Il motivo, chiaramente, è sempre lo stesso: non è possibile sostenere un deficit crescente del bilancio statale né un peso eccessivo dell’indebitamento pubblico. Eppure la dilatazione dei debiti è stata una precisa scelta delle politiche compiute in Europa negli ultimi 10-15 anni da tutti i governi, fossero di destra o di sinistra. Gli anni 1990-2000 hanno visto in Europa l’applicazione di politiche neoliberiste basate su ipotesi di riduzione della pressione fiscale con la diminuzione delle tasse verso gli strati più alti della società o verso le società private. Nel 2007, con la prima finanziaria del secondo governo Prodi l’Ires sulle imprese vide ridurre la propria aliquota dal 33 al 28% mentre l’Irap scendeva sotto il 4%. E se il governo Berlusconi nel 2005 ridusse l’aliquota Irpef più alta dal 45 al 43% il successivo governo di centrosinistra lasciò inalterata questa situazione; mentre con la riduzione del cuneo fiscale si regalavano in modo permanente 7 miliardi all’anno a imprese, banche e assicurazioni. Contestualmente sono aumentate le imposte indirette che si scaricano direttamente sui redditi fissi – si pensi a benzina o bollette – nonché un aumento generalizzato e costante del costo della vita.
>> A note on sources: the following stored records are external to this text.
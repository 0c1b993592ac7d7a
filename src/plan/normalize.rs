//! Canonical ordering for plans so that proposals from different backends can
//! be compared regardless of the order each backend emitted entries in.

use serde::{Deserialize, Serialize};
use sha2::{Digest, Sha256};
use std::ops::Deref;

use super::types::{DbOperation, DbPlan, Patch, Plan, PsPlan, Step, UiPlan};

/// A plan whose sub-collections are in canonical order.
///
/// Only obtainable through [`normalize`]; deserializing one normalizes too.
#[derive(Debug, Clone, PartialEq, Serialize, Deserialize)]
#[serde(into = "Plan", from = "Plan")]
pub struct NormalizedPlan(Plan);

impl NormalizedPlan {
    pub fn as_plan(&self) -> &Plan {
        &self.0
    }

    pub fn into_inner(self) -> Plan {
        self.0
    }

    /// Deterministic JSON encoding (fixed field order, sorted extra keys)
    pub fn canonical_json(&self) -> Result<String, serde_json::Error> {
        serde_json::to_string(&self.0)
    }

    /// SHA-256 hex digest of the canonical encoding
    pub fn content_hash(&self) -> Result<String, serde_json::Error> {
        let canonical = self.canonical_json()?;
        Ok(format!("{:x}", Sha256::digest(canonical.as_bytes())))
    }
}

impl Deref for NormalizedPlan {
    type Target = Plan;

    fn deref(&self) -> &Plan {
        &self.0
    }
}

impl From<Plan> for NormalizedPlan {
    fn from(plan: Plan) -> Self {
        normalize(&plan)
    }
}

impl From<NormalizedPlan> for Plan {
    fn from(plan: NormalizedPlan) -> Self {
        plan.0
    }
}

/// Field each entry type is ordered by
trait SortKey {
    fn sort_key(&self) -> &str;
}

impl SortKey for Patch {
    fn sort_key(&self) -> &str {
        self.target_path.as_deref().unwrap_or("")
    }
}

impl SortKey for DbOperation {
    fn sort_key(&self) -> &str {
        self.collection.as_deref().unwrap_or("")
    }
}

impl SortKey for Step {
    fn sort_key(&self) -> &str {
        self.target_path.as_deref().unwrap_or("")
    }
}

/// Produce the canonical form of a plan.
///
/// Patches and steps are ordered by `targetPath`, database operations by
/// `collection`, using ordinal comparison with a missing key treated as "".
/// Entries sharing a key fall back to their JSON encoding so that any
/// permutation of the same entries yields the same result.
pub fn normalize(plan: &Plan) -> NormalizedPlan {
    NormalizedPlan(Plan {
        ui: UiPlan {
            patches: sorted(&plan.ui.patches),
        },
        db: DbPlan {
            reads: sorted(&plan.db.reads),
            writes: sorted(&plan.db.writes),
        },
        ps: PsPlan {
            steps: sorted(&plan.ps.steps),
        },
    })
}

fn sorted<T>(entries: &[T]) -> Vec<T>
where
    T: SortKey + Serialize + Clone,
{
    let mut out = entries.to_vec();
    out.sort_by_cached_key(|entry| {
        (
            entry.sort_key().to_string(),
            serde_json::to_string(entry).unwrap_or_default(),
        )
    });
    out
}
A partire dal 2008 il salvataggio di una serie di banche sull’orlo del fallimento, in particolare nei paesi del Nord, meno in Italia, ha scaricato sui conti pubblici il costo delle grandi speculazioni finanziarie che hanno garantito profitti record a banche e società finanziarie. Questo dilatarsi del debito sovrano dei principali paesi occidentali ha ridotto le distanze con quei debiti, come quello italiano o giapponese, che da tempo rappresentavano una grandezza preoccupante. In Italia sono state salvate meno banche e c'è stato un intervento ridotto nell'economia reale, a causa dei già disastrati conti pubblici, ma ciò non ha impedito il sovrapporsi dei problemi contingenti causati dalla crisi a quelli strutturali. La tendenza generale a ridurre le tasse per imprese e redditi alti si aggiunge a una modesta pressione fiscale che ha radici lontane. Si pensi che già nel 1970 la pressione fiscale italiana in proporzione al Pil era inferiore a quella tedesca e francese di ben 10 punti. Nei cinque anni successivi la pressione fiscale in Italia rimaneva stazionaria, mentre nei due principali paesi europei aumentava per far fronte al crescere della spesa pubblica, approfondendo queste differenze. Nel 1975 in Francia e Germania, nonostante il maggior impegno di spesa profuso, si aveva un disavanzo primario pari rispettivamente al 1.2 e 4.2% del Pil, mentre in Italia saliva all'8.1. Quando si parla del debito che ereditiamo, come fosse un accidente che è capitato non si considera quali siano stati i soggetti che in particolare hanno beneficiato di queste politiche.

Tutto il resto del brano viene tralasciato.